Эллен кивнула и, развернувшись, пошла прочь, чувствуя спиной взгляд моряка. В том, что он придет к докам, она была уверена – даже если он не собирался доставить «груз» в Калардин, получить живой товар, да еще с доплатой, в любом случае выгодно. А Эллен было все равно. В этом она не лгала.
«Вы вернетесь домой, маленькая госпожа, – подумала она. – Во всяком случае – я отправлю вас туда. Это единственная месть, которую я могу себе позволить».
По отношению к вам, добавила бы она, если бы осмелилась думать об этом. Мой второй враг... за ним более серьезный должок. И она, еще не признаваясь себе в этом до конца, собиралась взыскать этот долг.
Она вернулась в гостиницу, когда уже стемнело. И, поднимаясь по лестнице, услышала звуки борьбы. Хозяева внизу тоже не могли его не слышать – и Эллен только в этот миг осознала, что, когда она шла через зал, они прятали от нее глаза.
Она взлетела через два пролета и застыла, заставила себя последний пролет пройти крадучись. Лестница содрогнулась – наверху перевернули что-то тяжелое. И ни одного крика. Прокравшись на площадку перед дверью в мансарду, Эллен услышала частое тяжелое дыхание Рослин. Потом шаги – и негромкий мужской голос, говорящий на калардинском:
– Успокойтесь, маленькая леди. Не заставляйте меня причинять вам вред.

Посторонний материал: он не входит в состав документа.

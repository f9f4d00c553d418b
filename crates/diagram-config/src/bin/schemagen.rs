//! Prints the JSON schema of the diagram-live configuration file.
//!
//! Usage: `cargo run -p diagram-config --bin schemagen > config.schema.json`

use diagram_config::Config;

fn main() -> Result<(), serde_json::Error> {
    let schema = schemars::schema_for!(Config);
    println!("{}", serde_json::to_string_pretty(&schema)?);
    Ok(())
}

Что-то разбилось – и снова затряслась лестница. Эллен приникла спиной к стене у приоткрытой двери.
– Прошу вас, одумайтесь.
Рослин что-то сказала – Эллен покачнулась, стремительно зажала уши руками, и конец жуткой сипящей фразы на проклятом богами языке заглох, будто в отдалении. Но вкрадчивый смех нападающего прорвался в ее уши даже сквозь прижатые ладони. Не получилось. Ничего странного. Рослин еще только маленькая неопытная травница, а ее противник – видимо, не из самых слабых магов, раз его послали за ней.
«Я же знала, что это случится», – подумала Эллен, и снова что-то загрохотало. Она так и видела эту картину: маленькая девочка со страшным лицом и человек – его она себе вообще не могла представить – кружат по комнате, будто кошка с мышью... и вот только как узнать, кто здесь кошка, а кто мышь?
Пролетом ниже стояла масляная лампа с тлеющим огоньком. Эллен метнула к ней взгляд, быстро сглотнула. Успею или нет? Думая об этом, она уже скользила вниз – все так же тихо, куда тише, чем поднималась. Подхватив лампу, она вернулась наверх и, набрав полную грудь воздуха, ступила к двери.
Человек, которого прислали за Рослин, видимо, все же был не особо силен, а его хозяева – глупы, или они недооценили девочку, или – Эллен склонялась к последнему – она просто была им не так уж и нужна. Иначе они послали бы как минимум двоих, чтобы одна глупая слабая женщина не смогла привлечь внимание единственного противника, всего лишь громко хлопнув входной дверью, а потом, когда человек (совсем молодой, она успела заметить) бездумно обернулся на звук, плеснуть ему в лицо кипящим ламповым маслом. Черная трава калардинской княжны наверняка подействовала бы лучше, но та так и не нашла для нее всех нужных частей.
Рослин – как была, в одной ночной рубашке, с растрепавшимися волосами – протянула ей руку, безвольно, умоляюще. Эллен не думая вцепилась в нее и выволокла в коридор, мимо орущего и выцарапывающего сожженные глаза человека. Они слетели вниз по лестнице, через зал, во двор – у Эллен не было времени смотреть на лица чужих людей, не было времени думать, что будет, если за ними пошлют погоню. Ее ноги вдруг будто оторвались от земли, она не чувствовала неровностей грубой кладки мостовой, по которой ступала. Она мчалась по темным улицам, ослепнув от резко и внезапно выныривавших из мрака огней и яростно стискивая в кулаке маленькие детские пальцы... какие-то не такие, как всегда... другие...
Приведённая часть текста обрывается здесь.